'''
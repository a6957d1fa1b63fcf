//! # Email Templates
//!
//! HTML bodies for the customer confirmation and the admin notification.
//! Every interpolated value goes through `escape`.

use chrono::{DateTime, Utc};
use pay_core::PaymentConfirmation;

#[derive(Debug, Clone, PartialEq, Eq)]
pub struct RenderedEmail {
    pub subject: String,
    pub html: String,
}

/// Minimal HTML escaping for text and attribute values
pub fn escape(raw: &str) -> String {
    let mut out = String::with_capacity(raw.len());
    for c in raw.chars() {
        match c {
            '&' => out.push_str("&amp;"),
            '<' => out.push_str("&lt;"),
            '>' => out.push_str("&gt;"),
            '"' => out.push_str("&quot;"),
            '\'' => out.push_str("&#39;"),
            other => out.push(other),
        }
    }
    out
}

fn currency_symbol(code: &str) -> &str {
    match code {
        "INR" => "₹",
        "USD" => "$",
        "EUR" => "€",
        "GBP" => "£",
        other => other,
    }
}

fn amount(c: &PaymentConfirmation) -> String {
    format!("{}{}", currency_symbol(&c.currency), c.amount)
}

pub fn payment_confirmation(
    c: &PaymentConfirmation,
    support_email: &str,
    whatsapp_link: Option<&str>,
) -> RenderedEmail {
    let date = c
        .event_date
        .map(|d| d.format("%A, %d %B %Y").to_string())
        .unwrap_or_else(|| "To be announced".to_string());
    let time = c.event_time.clone().unwrap_or_else(|| "To be announced".to_string());

    let whatsapp = whatsapp_link
        .map(|link| {
            format!(
                r#"
          <li>Join our WhatsApp group for updates and resources</li>
        </ul>
        <p style="text-align: center;">
          <a href="{}" style="background: #2563eb; color: white; padding: 15px 30px; text-decoration: none; border-radius: 8px; display: inline-block;">Join WhatsApp Group</a>
        </p>"#,
                escape(link)
            )
        })
        .unwrap_or_else(|| "\n        </ul>".to_string());

    let html = format!(
        r#"<!DOCTYPE html>
<html>
<head>
  <meta charset="utf-8">
  <meta name="viewport" content="width=device-width, initial-scale=1.0">
  <title>Payment Confirmation</title>
</head>
<body style="font-family: Arial, sans-serif; line-height: 1.6; color: #333;">
  <div style="max-width: 600px; margin: 0 auto; padding: 20px;">
    <div style="background: #2563eb; color: white; padding: 30px; text-align: center; border-radius: 10px 10px 0 0;">
      <h1>Payment Successful!</h1>
      <p>Registration Confirmed</p>
    </div>
    <div style="background: #f8fafc; padding: 30px; border-radius: 0 0 10px 10px;">
      <h2>Hello {name}!</h2>
      <p>Thank you for registering. Your payment has been successfully processed.</p>
      <div style="background: white; padding: 20px; border-radius: 8px; border-left: 4px solid #2563eb;">
        <h3>Event Details:</h3>
        <p><strong>Event:</strong> {event}</p>
        <p><strong>Date:</strong> {date}</p>
        <p><strong>Time:</strong> {time}</p>
        <p><strong>Amount Paid:</strong> {amount}</p>
        <p><strong>Payment ID:</strong> {payment_id}</p>
        <p><strong>Order ID:</strong> {order_id}</p>
      </div>
      <h3>What's Next?</h3>
      <ul>
          <li>You'll receive event materials before the event</li>
          <li>Check your email regularly for important updates</li>{whatsapp}
      <p><strong>Need Help?</strong><br>Contact us at: {support}</p>
      <p style="text-align: center; color: #6b7280; font-size: 14px;">
        This is an automated confirmation email. Please do not reply to this email.
      </p>
    </div>
  </div>
</body>
</html>
"#,
        name = escape(&c.customer_name),
        event = escape(&c.event_title),
        date = escape(&date),
        time = escape(&time),
        amount = escape(&amount(c)),
        payment_id = escape(&c.payment_id),
        order_id = escape(&c.order_id),
        whatsapp = whatsapp,
        support = escape(support_email),
    );

    RenderedEmail {
        subject: format!("Payment Confirmed: {}", c.event_title),
        html,
    }
}

pub fn admin_notification(c: &PaymentConfirmation, received_at: DateTime<Utc>) -> RenderedEmail {
    let html = format!(
        r#"<!DOCTYPE html>
<html>
<head>
  <meta charset="utf-8">
  <title>New Payment Received</title>
</head>
<body style="font-family: Arial, sans-serif; line-height: 1.6; color: #333;">
  <div style="max-width: 600px; margin: 0 auto; padding: 20px;">
    <div style="background: #10b981; color: white; padding: 20px; text-align: center;">
      <h1>New Payment Received</h1>
    </div>
    <div style="background: #f9f9f9; padding: 20px;">
      <div style="background: white; padding: 15px; margin: 10px 0; border-left: 4px solid #10b981;">
        <h3>Customer Details:</h3>
        <p><strong>Name:</strong> {name}</p>
        <p><strong>Email:</strong> {email}</p>
        <p><strong>Mobile:</strong> {mobile}</p>
      </div>
      <div style="background: white; padding: 15px; margin: 10px 0; border-left: 4px solid #10b981;">
        <h3>Payment Details:</h3>
        <p><strong>Event:</strong> {event}</p>
        <p><strong>Amount:</strong> {amount}</p>
        <p><strong>Payment ID:</strong> {payment_id}</p>
        <p><strong>Order ID:</strong> {order_id}</p>
        <p><strong>Timestamp:</strong> {timestamp}</p>
      </div>
    </div>
  </div>
</body>
</html>
"#,
        name = escape(&c.customer_name),
        email = escape(&c.customer_email),
        mobile = escape(&c.customer_mobile),
        event = escape(&c.event_title),
        amount = escape(&amount(c)),
        payment_id = escape(&c.payment_id),
        order_id = escape(&c.order_id),
        timestamp = received_at.to_rfc3339(),
    );

    RenderedEmail {
        subject: format!("New Payment Received - {}", c.event_title),
        html,
    }
}

#[cfg(test)]
mod tests {
    use super::*;
    use chrono::{NaiveDate, TimeZone};
    use rust_decimal::Decimal;

    fn confirmation() -> PaymentConfirmation {
        PaymentConfirmation {
            customer_name: "Asha <Rao>".into(),
            customer_email: "asha@example.com".into(),
            customer_mobile: "9800000000".into(),
            event_title: "GST Workshop".into(),
            event_date: NaiveDate::from_ymd_opt(2025, 3, 15),
            event_time: Some("18:30".into()),
            amount: Decimal::new(50000, 2),
            currency: "INR".into(),
            payment_id: "pay_001".into(),
            order_id: "order_001".into(),
        }
    }

    #[test]
    fn test_escape() {
        assert_eq!(
            escape(r#"<a href="x">Tom & 'Jerry'</a>"#),
            "&lt;a href=&quot;x&quot;&gt;Tom &amp; &#39;Jerry&#39;&lt;/a&gt;"
        );
    }

    #[test]
    fn test_confirmation_contents() {
        let email = payment_confirmation(
            &confirmation(),
            "help@example.com",
            Some("https://chat.whatsapp.com/abc"),
        );

        assert_eq!(email.subject, "Payment Confirmed: GST Workshop");
        assert!(email.html.contains("Hello Asha &lt;Rao&gt;!"));
        assert!(email.html.contains("₹500.00"));
        assert!(email.html.contains("Saturday, 15 March 2025"));
        assert!(email.html.contains("pay_001"));
        assert!(email.html.contains("order_001"));
        assert!(email.html.contains("https://chat.whatsapp.com/abc"));
        assert!(email.html.contains("help@example.com"));
    }

    #[test]
    fn test_confirmation_without_event_details() {
        let mut c = confirmation();
        c.event_date = None;
        c.event_time = None;
        let email = payment_confirmation(&c, "help@example.com", None);
        assert!(email.html.contains("To be announced"));
        assert!(!email.html.contains("WhatsApp"));
    }

    #[test]
    fn test_admin_notification() {
        let at = Utc.with_ymd_and_hms(2025, 3, 1, 10, 0, 0).unwrap();
        let email = admin_notification(&confirmation(), at);
        assert_eq!(email.subject, "New Payment Received - GST Workshop");
        assert!(email.html.contains("asha@example.com"));
        assert!(email.html.contains("9800000000"));
        assert!(email.html.contains("2025-03-01T10:00:00+00:00"));
    }
}
//! # pay-api
//!
//! HTTP API layer for event-checkout-rs.
//!
//! This crate provides:
//! - Axum-based HTTP server
//! - Checkout endpoints (order creation, payment verification)
//! - Event listing/creation and account endpoints
//!
//! ## Endpoints
//!
//! | Method | Path | Description |
//! |--------|------|-------------|
//! | GET | `/health` | Health check |
//! | POST | `/api/v1/payment/createOrder` | Create a Razorpay order for an event |
//! | POST | `/api/v1/payment/verifyPayment` | Verify the checkout callback signature |
//! | GET | `/api/v1/events/findByParams` | List events (admin report with a bearer token) |
//! | POST | `/api/v1/events` | Create an event (admin) |
//! | POST | `/api/v1/users` | Sign up |
//! | POST | `/api/v1/users/login` | Log in |

pub mod auth;
pub mod handlers;
pub mod routes;
pub mod state;

pub use routes::create_router;
pub use state::{AppConfig, AppState};
//! # Account Types
//!
//! Admin/user accounts. Hashing and token issuing live in the API layer.

use chrono::{DateTime, Utc};
use serde::{Deserialize, Serialize};
use uuid::Uuid;

#[derive(Debug, Clone, PartialEq, Eq, Serialize, Deserialize)]
pub struct User {
    pub id: Uuid,
    pub name: String,
    /// Unique, stored lower-cased
    pub email: String,
    #[serde(skip_serializing)]
    pub password_hash: String,
    pub created_at: DateTime<Utc>,
    pub updated_at: DateTime<Utc>,
}

#[derive(Debug, Clone, PartialEq, Eq)]
pub struct NewUser {
    pub name: String,
    pub email: String,
    pub password_hash: String,
}

/// Public part of the user returned to the client
#[derive(Debug, Clone, PartialEq, Eq, Serialize)]
pub struct PublicUser {
    pub id: Uuid,
    pub name: String,
    pub email: String,
    pub created_at: DateTime<Utc>,
    pub updated_at: DateTime<Utc>,
}

impl From<User> for PublicUser {
    fn from(u: User) -> Self {
        Self {
            id: u.id,
            name: u.name,
            email: u.email,
            created_at: u.created_at,
            updated_at: u.updated_at,
        }
    }
}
'''
Problem description> The output should be exactly the lines above from the line containing "pub mod routes;" to the line containing "#[serde(skip_serializing)]", inclusive, with no other lines.

Written answer>
pub mod routes;
pub mod state;

pub use routes::create_router;
pub use state::{AppConfig, AppState};
//! # Account Types
//!
//! Admin/user accounts. Hashing and token issuing live in the API layer.

use chrono::{DateTime, Utc};
use serde::{Deserialize, Serialize};
use uuid::Uuid;

#[derive(Debug, Clone, PartialEq, Eq, Serialize, Deserialize)]
pub struct User {
    pub id: Uuid,
    pub name: String,
    /// Unique, stored lower-cased
    pub email: String,
    #[serde(skip_serializing)]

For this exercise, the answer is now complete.